By Prof. Aggelos Kiayias Posted 23 April, 2020
In the last few weeks there was a spate of discussions and proposals on COVID-19 related “contact tracing” systems focusing on smartphone apps. The discussion ranged widely and included a flurry of system designs focusing on providing better privacy followed by papers that were critical of their security and even some that were dismissive of the general approach (links offered below).
This is well motivated. Contact tracing can be very useful if we want to lift the lockdown measures sooner rather than later. Without a comprehensive treatment and vaccination solution we need to be capable of keeping the disease in check via other means and contact tracing is an effective mechanism for doing that. The key point here is that manual contact tracing might be less effective by itself as it is labour intensive and people may not be able to identity all their contacts or, even if they do, they may not know how to notify them. As a result, automating the process, even as a complementary measure, makes a lot of sense especially in a country like the UK where smartphone penetration is very high at over 85%.

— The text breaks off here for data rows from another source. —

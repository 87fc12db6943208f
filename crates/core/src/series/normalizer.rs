use crate::series::entity::{DailyBar, Metadata, NormalizedSeries, RawBar, RawEntries, RawMetadata};
use crate::series::error::SeriesError;
use chrono::NaiveDate;
use serde_json::Value;
use std::collections::HashSet;
use tracing::{debug, warn};

/// 上游日期格式
const DATE_FORMAT: &str = "%Y-%m-%d";

/// # Summary
/// 归一化过程的诊断计数。
#[derive(Debug, Clone, Copy, Default, PartialEq, Eq)]
pub struct NormalizeReport {
    // 进入序列的记录数
    pub accepted: usize,
    // 因日期或数值非法被丢弃的记录数
    pub invalid: usize,
    // 因日期重复被丢弃的记录数
    pub duplicates: usize,
}

impl NormalizeReport {
    pub fn dropped(&self) -> usize {
        self.invalid + self.duplicates
    }
}

/// # Summary
/// 归一化结果：透传的元数据、有效序列及诊断计数。
#[derive(Debug, Clone, PartialEq)]
pub struct Normalized {
    pub metadata: Metadata,
    pub series: NormalizedSeries,
    pub report: NormalizeReport,
}

/// # Summary
/// 将上游原始载荷转换为经过校验、按日期降序排列的序列。
///
/// # Logic
/// 1. 按输入文档顺序逐条解析；解析失败的记录直接丢弃并计数。
/// 2. 以日历日期去重，首个有效出现者胜出，后续重复者丢弃并计数。
/// 3. 按日期降序排序。
/// 4. 若没有任何记录存活，返回 `EmptySeries`。
///
/// # Arguments
/// * `raw_metadata`: 上游元数据块，原样透传。
/// * `raw_entries`: 日期字符串到原始记录的有序映射。
///
/// # Returns
/// 成功返回 `Normalized`，全部无效时返回 `SeriesError::EmptySeries`。
pub fn normalize(
    raw_metadata: &RawMetadata,
    raw_entries: &RawEntries,
) -> Result<Normalized, SeriesError> {
    let mut report = NormalizeReport::default();
    let mut seen: HashSet<NaiveDate> = HashSet::with_capacity(raw_entries.len());
    let mut bars = Vec::with_capacity(raw_entries.len());

    for (date, raw) in raw_entries.iter() {
        match parse_entry(date, raw) {
            Ok(bar) => {
                if seen.insert(bar.date) {
                    bars.push(bar);
                } else {
                    report.duplicates += 1;
                    debug!("Dropping duplicate entry for {}", date);
                }
            }
            Err(err) => {
                report.invalid += 1;
                debug!("Dropping entry: {}", err);
            }
        }
    }

    if bars.is_empty() {
        warn!(
            "No valid entries left after normalization ({} raw entries)",
            raw_entries.len()
        );
        return Err(SeriesError::EmptySeries {
            dropped: report.dropped(),
        });
    }

    bars.sort_by(|a, b| b.date.cmp(&a.date));
    report.accepted = bars.len();

    if report.dropped() > 0 {
        warn!(
            accepted = report.accepted,
            invalid = report.invalid,
            duplicates = report.duplicates,
            "Series normalized with dropped entries"
        );
    }

    Ok(Normalized {
        metadata: Metadata::from(raw_metadata),
        series: NormalizedSeries::try_from_bars(bars)?,
        report,
    })
}

/// # Summary
/// 解析单条原始记录。
///
/// # Logic
/// 1. 日期必须符合 `YYYY-MM-DD`。
/// 2. 五个数值字段必须全部存在，且为有限非负数。
///
/// # Returns
/// 任一检查失败返回 `SeriesError::InvalidEntry`。
pub fn parse_entry(date: &str, raw: &RawBar) -> Result<DailyBar, SeriesError> {
    let invalid = |reason: String| SeriesError::InvalidEntry {
        date: date.to_string(),
        reason,
    };

    let parsed_date = NaiveDate::parse_from_str(date.trim(), DATE_FORMAT)
        .map_err(|e| invalid(format!("bad date: {}", e)))?;

    Ok(DailyBar {
        date: parsed_date,
        open: parse_number("open", raw.open.as_ref()).map_err(invalid)?,
        high: parse_number("high", raw.high.as_ref()).map_err(invalid)?,
        low: parse_number("low", raw.low.as_ref()).map_err(invalid)?,
        close: parse_number("close", raw.close.as_ref()).map_err(invalid)?,
        volume: parse_number("volume", raw.volume.as_ref()).map_err(invalid)?,
    })
}

fn parse_number(field: &str, value: Option<&Value>) -> Result<f64, String> {
    let number = match value {
        None => return Err(format!("missing {}", field)),
        Some(Value::String(s)) => s
            .trim()
            .parse::<f64>()
            .map_err(|_| format!("non-numeric {}: {:?}", field, s))?,
        Some(Value::Number(n)) => n
            .as_f64()
            .ok_or_else(|| format!("unrepresentable {}: {}", field, n))?,
        Some(other) => return Err(format!("unexpected {} type: {}", field, other)),
    };

    if !number.is_finite() {
        return Err(format!("non-finite {}: {}", field, number));
    }
    if number < 0.0 {
        return Err(format!("negative {}: {}", field, number));
    }
    Ok(number)
}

Despite the ingenious collective and constructive efforts by the security and privacy community on the design and engineering dimensions of the challenge, we are still missing pieces of the puzzle. It is an issue that quite often arises in work solving a problem that requires interdisciplinary expertise. Experts of one field make plausible assumptions and assessments about what the other field requires and proceed independently. In the end, a disconnect happens and while everyone believes they have solved the problem, it turns out the proposals are not fit for purpose.
This is not meant to be dismissive of the automated approach to contract tracing. On the contrary, I think sound security engineering and cryptography in particular has a key role to play (pun intended!) to the information flow problem that appears to be the core issue at hand, albeit finding the right cryptography is only one piece of the puzzle. The elephant in the room in this discussion is that in order to come up with the best possible realisation for a certain communication problem, one needs to define exactly what is the problem to be solved. And in this particular case, the problem holders are primarily the public health experts and field epidemiologists that lead the national and international efforts of our Covid-19 response and to a second degree, tech companies, security academics and the cyber security and privacy experts who will design and implement the system. Urgent and high impact interdisciplinary work is hard to do, and wider engagement is direly needed.
So instead of pointing to a solution, in the remaining I will attempt to promote dialogue offering a definition of what the problem appears to be, extracted from a variety of different sources and perspectives, aiming at a public and fast iterative process that will help us understand clearly what is to be solved. We can publicly debate whether this is the right problem to solve (input from public health experts and field scientists in epidemiology and virology would be needed here) and whether the proposals and systems proposed are up to par with cyber security and privacy standards (with input from information technology and cyber security experts being relevant at this stage).
A bare minimum contact tracing functionality in a nutshell is this: when someone becomes ill with COVID-19, the list of people who came into some close contact with them during a specified time window in the recent past should be notified so that they follow a specific medical protocol. What needs to be further specified here is (i) the semantics of becoming infected (e.g., is the individual supposed to self-assess or a medical professional should administer a test), (ii) the definition of close contact in both the space and time domains, (iii) the length of the time window that the list needs to be considered and finally (iv) the nature of the medical protocol to be followed and specifically what additional information flows need to take place.
This is at a bare minimum. Additional functionality may be needed. Other potentially actionable or medically relevant information about a case of infection could be helpful to medical professionals. For instance, we can request the generation and sharing of the “contact graph” of the infected person which may be useful from an epidemiology perspective; alternatively, one can ask for some aggregate statistics about such a graph for each infected patient. Or perhaps for the contact details of all the “nodes” in such a contact graph, thus enabling the contacts to be reachable even via conventional means outside the app. Expectedly, the more we ask, the more privacy “invasive” the contact tracing becomes. Covid-19 is a notifiable disease; but where exactly shall we draw the line between individual privacy and information sharing for the common good? It is these questions that critically require a multidisciplinary approach to ensure that no misalignment of incentives occurs in using the app. This is critical since any such misalignment would result in very few people using it which in turn will minimise its usefulness.
So, delineating the exact problem to be solved is paramount. Once the problem is understood, we can dive into sorting out all possible designs while striving for the minimum possible information leakage and the right incentive structure. And it is at this stage that cryptography can provide a way to argue about the security and privacy of a proposed system. It is important to keep in mind also that privacy loss is by far not the only concern with a contact tracing app; a comprehensive threat model would be needed that describes all the different ways of potential abuse and exploitation as well as how they are mitigated. Such model would consider threats coming from every angle and also factor in how the incentives of all participants align towards the system’s end goal.
To conclude, as anyone working in cyber security will tell you, no system is perfectly secure or private. Our objective is to navigate the design space and arrive at the best possible system architectures which will strike the right balance between privacy, usability and above all effectiveness in curbing the spread of the disease. This will require the collaboration of experts across different fields. And we should do it fast, because effective nation-wide contact tracing can help us get out of the lockdown, protect our healthcare system, and save lives.